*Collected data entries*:
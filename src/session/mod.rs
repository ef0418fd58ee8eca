//! Who is signed in, what their user document says, and whether onboarding
//! is finished.

mod auth_loop;
pub mod controller;
pub mod identity;
pub mod state;

pub use controller::{
    SessionController, SessionDeps, SessionError, SessionOptions, AUTH_FALLBACK_TIMEOUT,
};
pub use identity::{AuthError, AuthEvent, Identity, IdentityProvider, LocalIdentityProvider};
pub use state::{SessionPhase, SessionView};
use crate::db::{
    connection::Database,
    documents::{Direction, DocPath, Query, SetMode},
    error::RemoteError,
    models::{NewRemoteTask, RemoteTask, RemoteTaskPatch, UserTaskItem},
    TASKS, USERS, USER_TASKS,
};
use crate::{log_error, log_info};

const ENABLE_LOGS: bool = true;
const LOG_TAG: &str = "remote_tasks";

impl Database {
    pub async fn create_task(&self, owner_id: &str, task: NewRemoteTask) -> Result<String, RemoteError> {
        let owner_id = owner_id.to_string();
        let id = self
            .transaction(move |tx| {
                let fields = task.clone().into_fields(&owner_id, tx.now_ms());
                Ok(tx.create(TASKS, fields)?.id().to_string())
            })
            .await
            .inspect_err(|err| log_error!("create_task failed: {err}"))?;
        log_info!("task {id} created");
        Ok(id)
    }

    pub async fn get_task(&self, task_id: &str) -> Option<RemoteTask> {
        let path = DocPath::new(TASKS, task_id).ok()?;
        match self.transaction(move |tx| tx.get(&path)).await {
            Ok(doc) => doc.map(|doc| RemoteTask::from_document(doc.id(), &doc.data)),
            Err(err) => {
                log_error!("get_task failed: {err}");
                None
            }
        }
    }

    pub async fn update_task(&self, task_id: &str, patch: RemoteTaskPatch) -> Result<(), RemoteError> {
        let path = DocPath::new(TASKS, task_id)?;
        self.transaction(move |tx| {
            let fields = patch.clone().into_fields(tx.now_ms());
            tx.update(&path, fields)?;
            Ok(())
        })
        .await
        .inspect_err(|err| log_error!("update_task failed: {err}"))
    }

    /// Deletes a task owned by `owner_id`. Someone else's task is refused;
    /// an already-missing task is not an error.
    pub async fn delete_task(&self, owner_id: &str, task_id: &str) -> Result<(), RemoteError> {
        let path = DocPath::new(TASKS, task_id)?;
        let owner_id = owner_id.to_string();
        self.transaction(move |tx| {
            let Some(doc) = tx.get(&path)? else {
                return Ok(());
            };
            let task = RemoteTask::from_document(doc.id(), &doc.data);
            if task.owner_id != owner_id {
                return Err(RemoteError::PermissionDenied(format!(
                    "{path} is not owned by {owner_id}"
                )));
            }
            tx.delete(&path)?;
            Ok(())
        })
        .await
        .inspect_err(|err| log_error!("delete_task failed: {err}"))
    }

    /// Newest first; empty on error.
    pub async fn list_user_tasks(&self, user_id: &str) -> Vec<UserTaskItem> {
        let parent = match DocPath::new(USERS, user_id) {
            Ok(parent) => parent,
            Err(err) => {
                log_error!("list_user_tasks: {err}");
                return Vec::new();
            }
        };
        let query = Query::subcollection(&parent, USER_TASKS).order_by("createdAt", Direction::Desc);
        match self.transaction(move |tx| tx.query(&query)).await {
            Ok(docs) => docs
                .iter()
                .map(|doc| UserTaskItem::from_document(doc.id(), &doc.data))
                .collect(),
            Err(err) => {
                log_error!("list_user_tasks failed: {err}");
                Vec::new()
            }
        }
    }

    pub async fn add_user_task(&self, user_id: &str, title: &str) -> Result<String, RemoteError> {
        let parent = DocPath::new(USERS, user_id)?;
        let title = title.trim().to_string();
        self.transaction(move |tx| {
            let collection = format!("{parent}/{USER_TASKS}");
            let fields = crate::fields! { "title" => title.as_str(), "createdAt" => tx.now_ms() };
            Ok(tx.create(&collection, fields)?.id().to_string())
        })
        .await
        .inspect_err(|err| log_error!("add_user_task failed: {err}"))
    }

    pub async fn delete_user_task(&self, user_id: &str, task_id: &str) -> Result<(), RemoteError> {
        let path = DocPath::new(USERS, user_id)?.child(USER_TASKS, task_id)?;
        self.transaction(move |tx| {
            tx.delete(&path)?;
            Ok(())
        })
        .await
        .inspect_err(|err| log_error!("delete_user_task failed: {err}"))
    }

    /// Replaces a subcollection entry's title.
    pub async fn rename_user_task(&self, user_id: &str, task_id: &str, title: &str) -> Result<(), RemoteError> {
        let path = DocPath::new(USERS, user_id)?.child(USER_TASKS, task_id)?;
        let title = title.trim().to_string();
        self.transaction(move |tx| {
            tx.set(&path, crate::fields! { "title" => title.as_str() }, SetMode::Merge)?;
            Ok(())
        })
        .await
        .inspect_err(|err| log_error!("rename_user_task failed: {err}"))
    }
}
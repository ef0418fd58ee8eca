use std::sync::{Mutex, PoisonError};

use thiserror::Error;
use tokio::sync::mpsc;

use crate::log_info;

const ENABLE_LOGS: bool = true;
const LOG_TAG: &str = "identity";

#[derive(Debug, Clone, PartialEq, Eq)]
pub struct Identity {
    pub uid: String,
    pub email: Option<String>,
}

impl Identity {
    pub fn anonymous(uid: impl Into<String>) -> Self {
        Self {
            uid: uid.into(),
            email: None,
        }
    }
}

#[derive(Debug, Clone, Error, PartialEq, Eq)]
pub enum AuthError {
    #[error("identity provider failed: {0}")]
    Provider(String),
}

/// `Ok(None)` means signed out.
pub type AuthEvent = Result<Option<Identity>, AuthError>;

/// Source of auth-state changes. Each subscriber gets its own stream; a
/// provider that already knows the current identity delivers it first.
pub trait IdentityProvider: Send + Sync {
    fn subscribe(&self) -> mpsc::UnboundedReceiver<AuthEvent>;
    fn sign_out(&self);
}

#[derive(Default)]
struct ProviderState {
    /// `None` until the provider has resolved once.
    current: Option<Option<Identity>>,
    listeners: Vec<mpsc::UnboundedSender<AuthEvent>>,
}

/// In-process identity provider. Starts unresolved, like a hosted auth SDK
/// that has not restored its session yet.
#[derive(Default)]
pub struct LocalIdentityProvider {
    state: Mutex<ProviderState>,
}

impl LocalIdentityProvider {
    pub fn new() -> Self {
        Self::default()
    }

    /// Provider that resolves immediately to `identity` for every subscriber.
    pub fn restored(identity: Option<Identity>) -> Self {
        let provider = Self::new();
        provider.lock().current = Some(identity);
        provider
    }

    pub fn sign_in(&self, identity: Identity) {
        log_info!("signed in as {}", identity.uid);
        self.emit(Ok(Some(identity)));
    }

    /// Reports a provider fault to every subscriber.
    pub fn fail(&self, message: impl Into<String>) {
        self.broadcast(Err(AuthError::Provider(message.into())));
    }

    pub fn current(&self) -> Option<Identity> {
        self.lock().current.clone().flatten()
    }

    fn emit(&self, event: AuthEvent) {
        if let Ok(identity) = &event {
            self.lock().current = Some(identity.clone());
        }
        self.broadcast(event);
    }

    fn broadcast(&self, event: AuthEvent) {
        self.lock()
            .listeners
            .retain(|listener| listener.send(event.clone()).is_ok());
    }

    fn lock(&self) -> std::sync::MutexGuard<'_, ProviderState> {
        self.state.lock().unwrap_or_else(PoisonError::into_inner)
    }
}

impl IdentityProvider for LocalIdentityProvider {
    fn subscribe(&self) -> mpsc::UnboundedReceiver<AuthEvent> {
        let (tx, rx) = mpsc::unbounded_channel();
        let mut state = self.lock();
        if let Some(current) = &state.current {
            let _ = tx.send(Ok(current.clone()));
        }
        state.listeners.push(tx);
        rx
    }

    fn sign_out(&self) {
        log_info!("signed out");
        self.emit(Ok(None));
    }
}

#[cfg(test)]
mod tests {
    use super::*;

    #[tokio::test]
    async fn late_subscribers_get_current_identity_first() {
        let provider = LocalIdentityProvider::new();
        let mut early = provider.subscribe();
        assert!(early.try_recv().is_err());

        provider.sign_in(Identity::anonymous("u1"));
        assert_eq!(early.recv().await, Some(Ok(Some(Identity::anonymous("u1")))));

        let mut late = provider.subscribe();
        assert_eq!(late.recv().await, Some(Ok(Some(Identity::anonymous("u1")))));

        provider.sign_out();
        assert_eq!(early.recv().await, Some(Ok(None)));
        assert_eq!(provider.current(), None);
    }

    #[tokio::test]
    async fn faults_do_not_change_current_identity() {
        let provider = LocalIdentityProvider::restored(Some(Identity::anonymous("u1")));
        let mut rx = provider.subscribe();
        rx.recv().await;

        provider.fail("token expired");
        assert!(matches!(rx.recv().await, Some(Err(AuthError::Provider(_)))));
        assert_eq!(provider.current().map(|i| i.uid), Some("u1".into()));
    }

    #[test]
    fn dropped_receivers_are_pruned() {
        let provider = LocalIdentityProvider::new();
        drop(provider.subscribe());
        provider.sign_out();
        assert!(provider.lock().listeners.is_empty());
    }
}
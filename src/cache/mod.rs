//! Device-local stores: each keeps a list (or flag) in memory, mirrors it to
//! key-value storage and tells subscribers when it changes.

mod achievements;
mod friends;
mod notifier;
mod onboarding;
mod store;
mod tasks;

pub use achievements::{Achievement, AchievementStore};
pub use friends::{Friend, FriendStatus, FriendStore};
pub use notifier::{ChangeNotifier, Subscription};
pub use onboarding::{OnboardingState, OnboardingStore};
pub use store::{CacheStore, CachedRecord};
pub use tasks::{
    NewTask, Priority, Task, TaskPatch, TaskStatus, TaskStore, DEFAULT_CATEGORY,
    DEFAULT_TASK_TITLE, DEFAULT_USER_KEY,
};
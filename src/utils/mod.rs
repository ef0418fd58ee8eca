pub mod clock;
pub mod logging;

pub use clock::{Clock, ManualClock, SystemClock};
pub use logging::init_logging;
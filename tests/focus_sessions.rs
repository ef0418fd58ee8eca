use std::sync::Arc;

use chrono::{DateTime, Local, TimeZone, Utc};
use odaki_lib::{
    db::{CompletionOutcome, Database, FlowerStage, SessionStatus},
    utils::ManualClock,
};

fn local(day: u32, hour: u32) -> DateTime<Utc> {
    Local
        .with_ymd_and_hms(2024, 6, day, hour, 0, 0)
        .earliest()
        .unwrap()
        .with_timezone(&Utc)
}

fn setup(start: DateTime<Utc>) -> (Database, Arc<ManualClock>) {
    let clock = Arc::new(ManualClock::new(start));
    let db = Database::in_memory(clock.clone()).unwrap();
    (db, clock)
}

async fn run_session(db: &Database, user: &str, minutes: u32) -> CompletionOutcome {
    let session = db.create_focus_session(user, minutes).await.unwrap();
    let stage = FlowerStage::for_minutes(minutes);
    db.complete_focus_session(&session.id, user, stage.label(), Some(stage.emoji()), minutes)
        .await
        .unwrap()
}

fn streak_of(outcome: CompletionOutcome) -> u32 {
    match outcome {
        CompletionOutcome::Applied(stats) => stats.streak,
        other => panic!("expected an applied completion, got {other:?}"),
    }
}

#[tokio::test]
async fn completing_twice_counts_once() {
    let (db, _) = setup(local(10, 10));
    db.ensure_user("u1", Some("a@b.c")).await.unwrap();
    let session = db.create_focus_session("u1", 25).await.unwrap();
    assert_eq!(session.status, SessionStatus::Running);

    let first = db
        .complete_focus_session(&session.id, "u1", "Filiz", Some("🌿"), 25)
        .await
        .unwrap();
    let second = db
        .complete_focus_session(&session.id, "u1", "Filiz", Some("🌿"), 25)
        .await
        .unwrap();

    assert!(first.was_applied());
    assert_eq!(second, CompletionOutcome::AlreadyFinished(SessionStatus::Completed));
    let stats = db.get_user_stats("u1").await;
    assert_eq!(stats.total_focus_minutes, 25);
    assert_eq!(stats.streak, 1);

    let stored = db.get_focus_session(&session.id).await.unwrap();
    assert_eq!(stored.stage_label.as_deref(), Some("Filiz"));
    assert_eq!(stored.stage_emoji.as_deref(), Some("🌿"));
    assert!(stored.ended_at.is_some());
}

#[tokio::test]
async fn streak_follows_the_local_calendar() {
    let (db, clock) = setup(local(10, 10));
    db.ensure_user("u1", None).await.unwrap();

    assert_eq!(streak_of(run_session(&db, "u1", 25).await), 1);

    clock.set(local(11, 9));
    assert_eq!(streak_of(run_session(&db, "u1", 25).await), 2);

    clock.set(local(11, 23));
    assert_eq!(streak_of(run_session(&db, "u1", 25).await), 2);

    clock.set(local(13, 8));
    assert_eq!(streak_of(run_session(&db, "u1", 25).await), 1);

    assert_eq!(db.get_user_stats("u1").await.total_focus_minutes, 100);
}

#[tokio::test]
async fn flowers_are_a_set() {
    let (db, _) = setup(local(10, 10));
    db.ensure_user("u1", None).await.unwrap();

    run_session(&db, "u1", 10).await;
    run_session(&db, "u1", 10).await;
    run_session(&db, "u1", 60).await;

    let user = db.get_user("u1").await.unwrap();
    assert_eq!(user.flowers_unlocked, vec!["Tohum", "Çiçek"]);
}

#[tokio::test]
async fn cancelled_sessions_earn_nothing() {
    let (db, _) = setup(local(10, 10));
    db.ensure_user("u1", None).await.unwrap();
    let session = db.create_focus_session("u1", 45).await.unwrap();

    assert!(db.cancel_focus_session(&session.id).await.unwrap());
    assert!(!db.cancel_focus_session(&session.id).await.unwrap());

    let late = db
        .complete_focus_session(&session.id, "u1", "Tomurcuk", None, 45)
        .await
        .unwrap();
    assert_eq!(late, CompletionOutcome::AlreadyFinished(SessionStatus::Cancelled));
    assert_eq!(db.get_user_stats("u1").await.total_focus_minutes, 0);
}

#[tokio::test]
async fn premium_flag_is_snapshotted_on_the_session() {
    let (db, _) = setup(local(10, 10));
    db.ensure_user("u1", None).await.unwrap();
    db.set_premium("u1", true).await.unwrap();

    let session = db.create_focus_session("u1", 120).await.unwrap();
    db.set_premium("u1", false).await.unwrap();

    assert!(db.get_focus_session(&session.id).await.unwrap().is_premium_at_time);
    assert!(!db.get_user_premium("u1").await);
}

#[tokio::test]
async fn recent_sessions_are_newest_first() {
    let (db, clock) = setup(local(10, 10));
    db.ensure_user("u1", None).await.unwrap();
    for hour in [11, 12, 13] {
        clock.set(local(10, hour));
        run_session(&db, "u1", 25).await;
    }
    run_session(&db, "u2", 25).await;

    let recent = db.list_recent_sessions("u1", 2).await;
    assert_eq!(recent.len(), 2);
    assert!(recent[0].ended_at > recent[1].ended_at);
    assert!(recent.iter().all(|s| s.user_id == "u1"));
}

#[tokio::test]
async fn completing_an_unknown_session_fails() {
    let (db, _) = setup(local(10, 10));
    assert!(db
        .complete_focus_session("missing", "u1", "Tohum", None, 5)
        .await
        .is_err());
}
use std::sync::Arc;

use serde::{de::DeserializeOwned, Serialize};
use tokio::sync::Mutex;

use crate::storage::KeyValueStorage;
use crate::{log_info, log_warn};

use super::notifier::{ChangeNotifier, Subscription};

const ENABLE_LOGS: bool = true;
const LOG_TAG: &str = "cache";

/// A record kept in a [`CacheStore`].
pub trait CachedRecord: Clone + Serialize + DeserializeOwned + Send + Sync + 'static {
    fn id(&self) -> &str;
}

struct CacheState<R> {
    records: Vec<R>,
    initialized: bool,
}

/// Newest-first list of records mirrored to one storage key.
///
/// The key is read at most once per store instance. Every mutation rewrites
/// the whole list and then notifies subscribers. Storage faults are logged and
/// never surface to callers; the in-memory list stays authoritative.
pub struct CacheStore<R> {
    name: &'static str,
    key: String,
    storage: Arc<dyn KeyValueStorage>,
    state: Mutex<CacheState<R>>,
    notifier: ChangeNotifier,
}

impl<R: CachedRecord> CacheStore<R> {
    pub fn new(name: &'static str, key: impl Into<String>, storage: Arc<dyn KeyValueStorage>) -> Self {
        Self {
            name,
            key: key.into(),
            storage,
            state: Mutex::new(CacheState {
                records: Vec::new(),
                initialized: false,
            }),
            notifier: ChangeNotifier::new(),
        }
    }

    pub fn key(&self) -> &str {
        &self.key
    }

    pub async fn get_all(&self) -> Vec<R> {
        let mut state = self.state.lock().await;
        self.ensure_loaded(&mut state);
        state.records.clone()
    }

    pub async fn get(&self, id: &str) -> Option<R> {
        let mut state = self.state.lock().await;
        self.ensure_loaded(&mut state);
        state.records.iter().find(|record| record.id() == id).cloned()
    }

    /// Builds a record with the current list in view (for id generation) and
    /// puts it at the front.
    pub async fn add_with<F>(&self, build: F) -> R
    where
        F: FnOnce(&[R]) -> R,
    {
        let record = {
            let mut state = self.state.lock().await;
            self.ensure_loaded(&mut state);
            let record = build(&state.records);
            state.records.insert(0, record.clone());
            self.persist(&state.records);
            record
        };
        self.notifier.notify();
        record
    }

    /// Applies `apply` to the record with `id`. Returns `false` and leaves
    /// storage and subscribers untouched when no such record exists.
    pub async fn update_with<F>(&self, id: &str, apply: F) -> bool
    where
        F: FnOnce(&mut R),
    {
        {
            let mut state = self.state.lock().await;
            self.ensure_loaded(&mut state);
            let Some(record) = state.records.iter_mut().find(|record| record.id() == id) else {
                return false;
            };
            apply(record);
            self.persist(&state.records);
        }
        self.notifier.notify();
        true
    }

    pub async fn delete(&self, id: &str) -> bool {
        {
            let mut state = self.state.lock().await;
            self.ensure_loaded(&mut state);
            let before = state.records.len();
            state.records.retain(|record| record.id() != id);
            if state.records.len() == before {
                return false;
            }
            self.persist(&state.records);
        }
        self.notifier.notify();
        true
    }

    /// Runs a bulk edit. Persists and notifies only when `edit` reports a
    /// change.
    pub async fn modify_all<F>(&self, edit: F) -> bool
    where
        F: FnOnce(&mut Vec<R>) -> bool,
    {
        {
            let mut state = self.state.lock().await;
            self.ensure_loaded(&mut state);
            if !edit(&mut state.records) {
                return false;
            }
            self.persist(&state.records);
        }
        self.notifier.notify();
        true
    }

    pub async fn replace_all(&self, records: Vec<R>) {
        {
            let mut state = self.state.lock().await;
            state.records = records;
            state.initialized = true;
            self.persist(&state.records);
        }
        self.notifier.notify();
    }

    /// Drops every record. Returns how many were removed.
    pub async fn clear(&self) -> usize {
        let removed = {
            let mut state = self.state.lock().await;
            self.ensure_loaded(&mut state);
            let removed = state.records.len();
            state.records.clear();
            if let Err(err) = self.storage.remove_item(&self.key) {
                log_warn!("{} clear failed: {err:#}", self.name);
            }
            removed
        };
        self.notifier.notify();
        removed
    }

    pub fn subscribe<F>(&self, callback: F) -> Subscription
    where
        F: Fn() + Send + Sync + 'static,
    {
        self.notifier.subscribe(callback)
    }

    fn ensure_loaded(&self, state: &mut CacheState<R>) {
        if state.initialized {
            return;
        }
        state.records = self.read_persisted();
        state.initialized = true;
        log_info!("{} loaded {} record(s)", self.name, state.records.len());
    }

    fn read_persisted(&self) -> Vec<R> {
        let raw = match self.storage.get_item(&self.key) {
            Ok(Some(raw)) => raw,
            Ok(None) => return Vec::new(),
            Err(err) => {
                log_warn!("{} read failed, starting empty: {err:#}", self.name);
                return Vec::new();
            }
        };
        serde_json::from_str(&raw).unwrap_or_else(|err| {
            log_warn!("{} blob is corrupt, starting empty: {err}", self.name);
            Vec::new()
        })
    }

    fn persist(&self, records: &[R]) {
        let serialized = match serde_json::to_string(records) {
            Ok(serialized) => serialized,
            Err(err) => {
                log_warn!("{} serialize failed: {err}", self.name);
                return;
            }
        };
        if let Err(err) = self.storage.set_item(&self.key, &serialized) {
            log_warn!("{} write failed: {err:#}", self.name);
        }
    }
}

#[cfg(test)]
mod tests {
    use super::*;
    use crate::storage::MemoryStorage;
    use serde::Deserialize;
    use std::sync::atomic::{AtomicUsize, Ordering};

    #[derive(Debug, Clone, PartialEq, Serialize, Deserialize)]
    struct Note {
        id: String,
        body: String,
    }

    impl CachedRecord for Note {
        fn id(&self) -> &str {
            &self.id
        }
    }

    fn note(id: &str) -> Note {
        Note {
            id: id.into(),
            body: format!("body {id}"),
        }
    }

    fn store(storage: &Arc<MemoryStorage>) -> CacheStore<Note> {
        CacheStore::new("notes", "notes_key", storage.clone() as Arc<dyn KeyValueStorage>)
    }

    #[tokio::test]
    async fn newest_record_comes_first() {
        let storage = Arc::new(MemoryStorage::new());
        let notes = store(&storage);

        notes.add_with(|_| note("a")).await;
        notes.add_with(|_| note("b")).await;

        let ids: Vec<String> = notes.get_all().await.into_iter().map(|n| n.id).collect();
        assert_eq!(ids, ["b", "a"]);
    }

    #[tokio::test]
    async fn storage_is_read_only_once() {
        let storage = Arc::new(MemoryStorage::new());
        storage
            .set_item("notes_key", &serde_json::to_string(&[note("x")]).unwrap())
            .unwrap();
        let notes = store(&storage);

        assert_eq!(notes.get_all().await.len(), 1);
        storage.set_item("notes_key", "[]").unwrap();
        assert_eq!(notes.get_all().await.len(), 1);
    }

    #[tokio::test]
    async fn failing_read_yields_empty_list() {
        let storage = Arc::new(MemoryStorage::new());
        storage.set_fail_reads(true);
        assert!(store(&storage).get_all().await.is_empty());
    }

    #[tokio::test]
    async fn corrupt_blob_yields_empty_list() {
        let storage = Arc::new(MemoryStorage::new());
        storage.set_item("notes_key", "{{{").unwrap();
        assert!(store(&storage).get_all().await.is_empty());
    }

    #[tokio::test]
    async fn failing_write_keeps_memory_and_still_notifies() {
        let storage = Arc::new(MemoryStorage::new());
        storage.set_fail_writes(true);
        let notes = store(&storage);
        let calls = Arc::new(AtomicUsize::new(0));
        let seen = calls.clone();
        let _sub = notes.subscribe(move || {
            seen.fetch_add(1, Ordering::SeqCst);
        });

        notes.add_with(|_| note("a")).await;

        assert_eq!(notes.get_all().await, vec![note("a")]);
        assert_eq!(calls.load(Ordering::SeqCst), 1);
        assert_eq!(storage.raw("notes_key"), None);
    }

    #[tokio::test]
    async fn persisted_before_subscribers_hear_about_it() {
        let storage = Arc::new(MemoryStorage::new());
        let notes = store(&storage);
        let observed = Arc::new(std::sync::Mutex::new(None));
        let probe = storage.clone();
        let sink = observed.clone();
        let _sub = notes.subscribe(move || {
            *sink.lock().unwrap() = probe.raw("notes_key");
        });

        notes.add_with(|_| note("a")).await;

        let blob = observed.lock().unwrap().clone().expect("listener saw a blob");
        let persisted: Vec<Note> = serde_json::from_str(&blob).unwrap();
        assert_eq!(persisted, vec![note("a")]);
    }

    #[tokio::test]
    async fn missing_ids_are_reported_without_notifying() {
        let storage = Arc::new(MemoryStorage::new());
        let notes = store(&storage);
        let calls = Arc::new(AtomicUsize::new(0));
        let seen = calls.clone();
        let _sub = notes.subscribe(move || {
            seen.fetch_add(1, Ordering::SeqCst);
        });

        assert!(!notes.update_with("ghost", |n| n.body.clear()).await);
        assert!(!notes.delete("ghost").await);
        assert_eq!(calls.load(Ordering::SeqCst), 0);
    }

    #[tokio::test]
    async fn fresh_instance_sees_what_the_last_one_wrote() {
        let storage = Arc::new(MemoryStorage::new());
        {
            let notes = store(&storage);
            notes.add_with(|_| note("a")).await;
            notes.update_with("a", |n| n.body = "edited".into()).await;
        }

        let reopened = store(&storage);
        assert_eq!(reopened.get("a").await.unwrap().body, "edited");
    }
}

*Problem statement*:
In the entries above, find the line holding "pub async fn add_with<F>(&self, build: F)" and the line holding "state.records.insert(0, record.clone());", then retype exactly those two lines and every line between them, and nothing else.

*Response for this exercise*:
    pub async fn add_with<F>(&self, build: F) -> R
    where
        F: FnOnce(&[R]) -> R,
    {
        let record = {
            let mut state = self.state.lock().await;
            self.ensure_loaded(&mut state);
            let record = build(&state.records);
            state.records.insert(0, record.clone());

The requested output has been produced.